Background
Photodynamic therapy (PDT) offers the potential for enhanced treatment of nonmelanoma skin cancer (NMSC) with minimal scarring. Yet, PDT has not achieved consistent long term effectiveness to gain widespread clinical acceptance for treatment of skin cancer. Therapeutic response varies between practitioners, patients and lesions. One important contributing factor is the absence of quantitative tools to perform in vivo dosimetry. To this end, we have developed a new quantitative imaging device that can be used to investigate parameters related to optimizing dosimetry.Methods
We present a spatial frequency domain imaging (SFDI) based device designed to: (1) determine the optical properties at the therapeutic wavelength, which can inform variations in light penetration depth and (2) measure the spatially resolved oxygen saturation of the skin cancer lesions and surrounding tissue. We have applied this system to a preliminary clinical study of nine skin cancer lesions.Results
Optical properties vary greatly both spatially [101%, 48% for absorption and reduced scattering, respectively] and across patients [102%, 57%]. Blood volume maps determined using visible wavelengths (460, 525, and 630 nm) represent tissue volumes within ∼1 mm in tissue (1.17 ± 0.3 mm). Here the average total hemoglobin concentration is approximately three times greater in the lesion than that detected in normal tissue, reflecting increased vasculature typically associated with tumors.

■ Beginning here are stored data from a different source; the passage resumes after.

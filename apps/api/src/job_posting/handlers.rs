use axum::{extract::State, Json};
use serde::{Deserialize, Serialize};

use crate::errors::AppError;
use crate::state::AppState;

#[derive(Debug, Deserialize)]
pub struct ExtractUrlRequest {
    pub url: String,
}

#[derive(Debug, Serialize)]
#[serde(rename_all = "camelCase")]
pub struct ExtractUrlResponse {
    pub job_description: String,
}

/// POST /api/v1/jobs/extract-url
pub async fn handle_extract_url(
    State(state): State<AppState>,
    Json(request): Json<ExtractUrlRequest>,
) -> Result<Json<ExtractUrlResponse>, AppError> {
    if request.url.trim().is_empty() {
        return Err(AppError::Validation("url cannot be empty".to_string()));
    }

    let job_description = state.job_fetcher.fetch_description(&request.url).await?;
    Ok(Json(ExtractUrlResponse { job_description }))
}
//! Result shapes returned by the generation operations.
//!
//! Every field is required: `serde` rejects a payload with a missing or
//! mistyped field, which the client reports as a malformed response.
//! Unknown extra fields are ignored.

use serde::{Deserialize, Serialize};

use crate::llm_client::{Schema, StructuredOutput};

#[derive(Debug, Clone, PartialEq, Serialize, Deserialize)]
#[serde(rename_all = "camelCase")]
pub struct JobAnalysisResult {
    pub key_points: Vec<String>,
    pub daily_tasks: Vec<String>,
    pub tools: Vec<String>,
    pub daily_routine: Vec<String>,
    pub motivation: Vec<String>,
    pub interview_points: Vec<String>,
}

impl StructuredOutput for JobAnalysisResult {
    fn schema() -> Schema {
        Schema::object(vec![
            ("keyPoints", Schema::string_list()),
            ("dailyTasks", Schema::string_list()),
            ("tools", Schema::string_list()),
            ("dailyRoutine", Schema::string_list()),
            ("motivation", Schema::string_list()),
            ("interviewPoints", Schema::string_list()),
        ])
    }
}

#[derive(Debug, Clone, PartialEq, Serialize, Deserialize)]
pub struct KeywordMatch {
    pub present: Vec<String>,
    pub missing: Vec<String>,
}

#[derive(Debug, Clone, PartialEq, Serialize, Deserialize)]
#[serde(rename_all = "camelCase")]
pub struct CvAnalysisResult {
    /// Meant to be 0–100 but passed through exactly as the model returned it.
    pub score: i64,
    pub summary: String,
    pub keyword_match: KeywordMatch,
    pub recommendations: Vec<String>,
}

impl CvAnalysisResult {
    /// Score bounded to 0..=100, for display.
    pub fn clamped_score(&self) -> u8 {
        self.score.clamp(0, 100) as u8
    }
}

impl StructuredOutput for CvAnalysisResult {
    fn schema() -> Schema {
        Schema::object(vec![
            (
                "score",
                Schema::integer().described("A compatibility score between 0 and 100."),
            ),
            (
                "summary",
                Schema::string()
                    .described("A brief summary of the CV's strengths and weaknesses for this job."),
            ),
            (
                "keywordMatch",
                Schema::object(vec![
                    ("present", Schema::string_list()),
                    ("missing", Schema::string_list()),
                ]),
            ),
            (
                "recommendations",
                Schema::string_list().described("Actionable recommendations to improve the CV."),
            ),
        ])
    }
}

#[derive(Debug, Clone, PartialEq, Serialize, Deserialize)]
pub struct CoverLetterResult {
    pub letter: String,
}

impl StructuredOutput for CoverLetterResult {
    fn schema() -> Schema {
        Schema::object(vec![(
            "letter",
            Schema::string().described("The full, well-formatted cover letter text."),
        )])
    }
}

#[derive(Debug, Clone, PartialEq, Serialize, Deserialize)]
pub struct InterviewQuestion {
    pub question: String,
    pub answer: String,
}

#[derive(Debug, Clone, PartialEq, Serialize, Deserialize)]
pub struct InterviewPrepResult {
    pub questions: Vec<InterviewQuestion>,
}

impl StructuredOutput for InterviewPrepResult {
    fn schema() -> Schema {
        Schema::object(vec![(
            "questions",
            Schema::array_of(Schema::object(vec![
                ("question", Schema::string()),
                (
                    "answer",
                    Schema::string().described("A well-crafted example answer."),
                ),
            ])),
        )])
    }
}

#[derive(Debug, Clone, PartialEq, Serialize, Deserialize)]
pub struct InterviewFeedbackResult {
    pub feedback: String,
}

impl StructuredOutput for InterviewFeedbackResult {
    fn schema() -> Schema {
        Schema::object(vec![(
            "feedback",
            Schema::string().described("Constructive feedback on the user's answer."),
        )])
    }
}

/// Facts about the candidate used to personalise a cover letter.
#[derive(Debug, Clone, Default, Serialize, Deserialize)]
#[serde(rename_all = "camelCase")]
pub struct CandidateInfo {
    pub full_name: String,
    pub experience: String,
    pub objective: String,
    #[serde(default)]
    pub strengths: Option<String>,
}
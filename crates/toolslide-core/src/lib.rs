//! Toolslide Core
//!
//! A slide-out panel widget: a nav strip plus a stack of content panels,
//! exactly one of which is active, inside a container that can be opened,
//! closed and auto-closed after pointer inactivity.
//!
//! State lives in Rust; the host document only ever sees its projection as
//! class names and inline styles.

mod animation;
mod config;
mod error;
mod layout;
mod listeners;
mod router;
mod widget;

pub use animation::{Animation, AnimationError, AnimationKind};
pub use config::{AnimationOptions, Animations, Config, Options, Position, Target};
pub use error::ToolslideError;
pub use listeners::{EventArgs, ListenerFn, Listeners, WidgetEvent};
pub use widget::{Elements, Toolslide};

// Re-export the host and state layers
pub use toolslide_dom::{
    Document, DomError, DomEvent, ElementSpec, EventKind, ManualScheduler, NodeId, NodeSnapshot,
    Scheduler, TimerId, TokioScheduler,
};
pub use toolslide_panels::{OpenState, Panel, PanelError, PanelRef, PanelSet, TARGET_ATTRIBUTE};

pub type Result<T> = std::result::Result<T, ToolslideError>;

/// Marker class added to every widget root
pub const LIBRARY_CLASS: &str = "toolslide";
/// Marker class on the active content panel and its nav item
pub const ACTIVE_CLASS: &str = "active";

pub const CONTAINER_SELECTOR: &str = ".ts-container";
pub const CONTENT_SELECTOR: &str = ".ts-content-container";
pub const NAV_SELECTOR: &str = ".ts-nav-container";

/// Initialize logging
pub fn init_logging() {
    use tracing_subscriber::{fmt, EnvFilter};

    let filter = EnvFilter::try_from_default_env().unwrap_or_else(|_| EnvFilter::new("info"));

    fmt().with_env_filter(filter).with_target(true).init();
}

Data acquired at near infrared wavelengths (730 and 850 nm) reports tissue blood concentrations and oxygenations from the underlying dermal microvasculature (volumes reaching 4.36 ± 1.32 mm into tissue).Conclusions
SFDI can be used to quantitatively characterize in vivo tissue optical properties that could be useful for better informing PDT treatment parameters. Specifically, this information provides spatially resolved insight into light delivery into tissue and local tissue oxygenation, thereby providing more quantitative and controlled dosimetry specific to the lesion. Ultimately, by optimizing the execution of PDT, this instrument has the potential to positively improve treatment outcomes.